En 2003, le ministre Sarkozy supprimait la police de proximité, après l’avoir discréditée dans un commissariat de Bellefontaine : “La police n’est pas là pour organiser des tournois sportifs, mais pour arrêter des délinquants, vous n’êtes pas des travailleurs sociaux.”

En 2007, le futur président Sarkozy voulait nettoyer les quartiers au kärcher. Il est en réalité responsable d’une baisse de près de 10 000 postes dans les effectifs de police entre 2007 et 2012.

Pendant les confinements de 2020 et 2021, les jeunes issus de quartiers populaires furent particulièrement visés par les “amendes Covid”, pour déplacement sans attestation, violation du couvre-feu, non-port du masque… Certains affichent encore aujourd’hui des milliers d’euros de dettes et parlent d’acharnement.

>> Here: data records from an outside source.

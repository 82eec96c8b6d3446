//
// csprop is free software: you can redistribute it and/or modify
// it under the terms of the GNU Lesser General Public License  v3
// as published by the Free Software Foundation.
//
// csprop is distributed in the hope that it will be useful,
// but WITHOUT ANY WARRANTY.
// See the GNU Lesser General Public License  for more details.
//
// You should have received a copy of the GNU Lesser General Public License
// along with csprop. If not, see http://www.gnu.org/licenses/lgpl-3.0.en.html
//
// Copyright (c)  2022 by X. Gillard
//

//! csprop is a small constraint propagation engine meant to be embedded in a
//! backtracking search. It provides the variable/constraint data model of a
//! finite domain csp along with three propagation strategies of increasing
//! strength (plain backtracking checks, forward checking and generalized arc
//! consistency) which all account exactly for every value they withdraw from
//! a domain, so that the surrounding search can undo their work when it
//! retracts an assignment.

pub mod engine;
pub mod propagators;

pub use engine::*;
pub use propagators::*;

/// A convenience module meant to be glob imported to bring the complete
/// engine surface in scope at once.
pub mod prelude {
    pub use crate::engine::*;
    pub use crate::propagators::*;
}
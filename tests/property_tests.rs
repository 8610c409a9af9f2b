//! Integration property tests for record-core.
//!
//! These tests validate the lifecycle invariants end-to-end using
//! property-based testing: the reported id is always the caller's id, the
//! report is always exactly one line, and every record is released exactly
//! once regardless of the clear_data branch taken.

use proptest::prelude::*;
use record_core::{
    LifecycleViolationKind, RecordSlot, ReleaseProbe, RequestRecord, RequestRecordHandler, UserId,
};

proptest! {
    /// Property: exactly one report line, with the exact prefix and the
    /// decimal form of the caller's id, for any id and either flag value.
    #[test]
    fn proptest_report_line_is_exact_for_all_inputs(
        user_id in any::<i64>(),
        clear_data in any::<bool>()
    ) {
        let mut out = Vec::new();
        let mut handler = RequestRecordHandler::with_writer(&mut out);
        handler.process_request(user_id, clear_data).unwrap();

        let text = String::from_utf8(out).unwrap();
        prop_assert_eq!(
            text,
            format!("Processed request for user ID: {}\n", user_id)
        );
    }

    /// Property: the reported id is idempotent under the clear_data flag.
    ///
    /// Retirement must never alter or corrupt the reported id, so both
    /// branches produce byte-identical output for the same id.
    #[test]
    fn proptest_clear_data_never_changes_the_reported_id(user_id in any::<i64>()) {
        let mut kept = Vec::new();
        RequestRecordHandler::with_writer(&mut kept)
            .process_request(user_id, false)
            .unwrap();

        let mut cleared = Vec::new();
        RequestRecordHandler::with_writer(&mut cleared)
            .process_request(user_id, true)
            .unwrap();

        prop_assert_eq!(kept, cleared);
    }

    /// Property: every record is released exactly once per call - no
    /// double-release, no leak - on both branches, across call sequences.
    #[test]
    fn proptest_release_accounting_balances(
        calls in prop::collection::vec((any::<i64>(), any::<bool>()), 1..20)
    ) {
        let probe = ReleaseProbe::new();
        let mut handler =
            RequestRecordHandler::with_writer(Vec::new()).with_probe(probe.clone());

        for (user_id, clear_data) in &calls {
            handler.process_request(*user_id, *clear_data).unwrap();
        }

        prop_assert_eq!(probe.allocations(), calls.len());
        prop_assert_eq!(probe.releases(), calls.len());
    }

    /// Property: a slot never serves a stale read.
    ///
    /// Before retirement every read returns the original id; after
    /// retirement every read is a UseAfterRelease rejection, and a second
    /// retirement is a DoubleRelease rejection. There is no input for which
    /// the slot answers a retired read with data.
    #[test]
    fn proptest_slot_rejects_instead_of_serving_stale_data(
        user_id in any::<i64>(),
        reads_before in 0usize..4,
        reads_after in 1usize..4
    ) {
        let mut slot = RecordSlot::new(RequestRecord::allocate(UserId::new(user_id)));

        for _ in 0..reads_before {
            prop_assert_eq!(slot.id().unwrap(), UserId::new(user_id));
        }

        prop_assert!(slot.retire().is_ok());

        for _ in 0..reads_after {
            let err = slot.id().unwrap_err();
            prop_assert_eq!(err.kind, LifecycleViolationKind::UseAfterRelease);
        }

        let err = slot.retire().unwrap_err();
        prop_assert_eq!(err.kind, LifecycleViolationKind::DoubleRelease);
    }
}
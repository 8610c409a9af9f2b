use std::fmt;
use std::io;

/// Errors that can occur in the record lifecycle crate.
#[derive(Debug)]
pub enum Error {
    /// A record lifecycle violation occurred
    Lifecycle(LifecycleViolation),
    /// Writing the report line to the output stream failed
    Io(io::Error),
}

impl fmt::Display for Error {
    fn fmt(&self, f: &mut fmt::Formatter<'_>) -> fmt::Result {
        match self {
            Error::Lifecycle(v) => write!(f, "Lifecycle violation: {}", v),
            Error::Io(e) => write!(f, "Output error: {}", e),
        }
    }
}

impl std::error::Error for Error {
    fn source(&self) -> Option<&(dyn std::error::Error + 'static)> {
        match self {
            Error::Lifecycle(v) => Some(v),
            Error::Io(e) => Some(e),
        }
    }
}

impl From<LifecycleViolation> for Error {
    fn from(v: LifecycleViolation) -> Self {
        Error::Lifecycle(v)
    }
}

impl From<io::Error> for Error {
    fn from(e: io::Error) -> Self {
        Error::Io(e)
    }
}

/// A lifecycle violation with details about what failed.
///
/// Violations are produced only by the runtime-checked
/// [`RecordSlot`](crate::RecordSlot). The owned
/// [`RequestRecord`](crate::RequestRecord) makes the same conditions
/// compile errors instead, so code on the owned path never sees one.
#[derive(Debug)]
pub struct LifecycleViolation {
    /// The kind of violation that occurred
    pub kind: LifecycleViolationKind,
    /// Human-readable message explaining the violation
    pub message: String,
}

impl LifecycleViolation {
    /// Creates a new violation.
    pub fn new(kind: LifecycleViolationKind, message: impl Into<String>) -> Self {
        Self {
            kind,
            message: message.into(),
        }
    }
}

impl fmt::Display for LifecycleViolation {
    fn fmt(&self, f: &mut fmt::Formatter<'_>) -> fmt::Result {
        write!(f, "{}: {}", self.kind, self.message)
    }
}

impl std::error::Error for LifecycleViolation {}

/// The kind of lifecycle violation.
#[derive(Debug, Clone, Copy, PartialEq, Eq)]
pub enum LifecycleViolationKind {
    /// A record field was accessed after the record was retired
    UseAfterRelease,
    /// A record was retired more than once
    DoubleRelease,
}

impl fmt::Display for LifecycleViolationKind {
    fn fmt(&self, f: &mut fmt::Formatter<'_>) -> fmt::Result {
        match self {
            LifecycleViolationKind::UseAfterRelease => write!(f, "Use after release"),
            LifecycleViolationKind::DoubleRelease => write!(f, "Double release"),
        }
    }
}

Fin mars 2022, la Ligue des droits de l’homme (LDH) a saisi la Défenseure des droits pour dénoncer des “verbalisations ciblées sur certains jeunes de quartiers populaires”[8].

En 2017, la loi dite “sécurité publique” a permis l’usage des armes contre les refus d’obtempérer : “Lorsqu'ils ne peuvent immobiliser, autrement que par l'usage des armes, des véhicules (...) dont les conducteurs n'obtempèrent pas à l'ordre d'arrêt et dont les occupants sont susceptibles de perpétrer, dans leur fuite, des atteintes à leur vie ou à leur intégrité physique ou à celles d'autrui”. Depuis début 2022, quinze personnes ont été tuées en France pour refus d’obtempérer, dont Fadjigui K., 25 ans, Boubacar K., 31 ans, Rayana, 21 ans, Omar E., 35 ans, Amine L., 23 ans, Jean-Paul B., 33 ans, Inès H., 18 ans, Zyed B., 24 ans, Amine B., 32 ans, Alhoussein C., 19 ans…[9]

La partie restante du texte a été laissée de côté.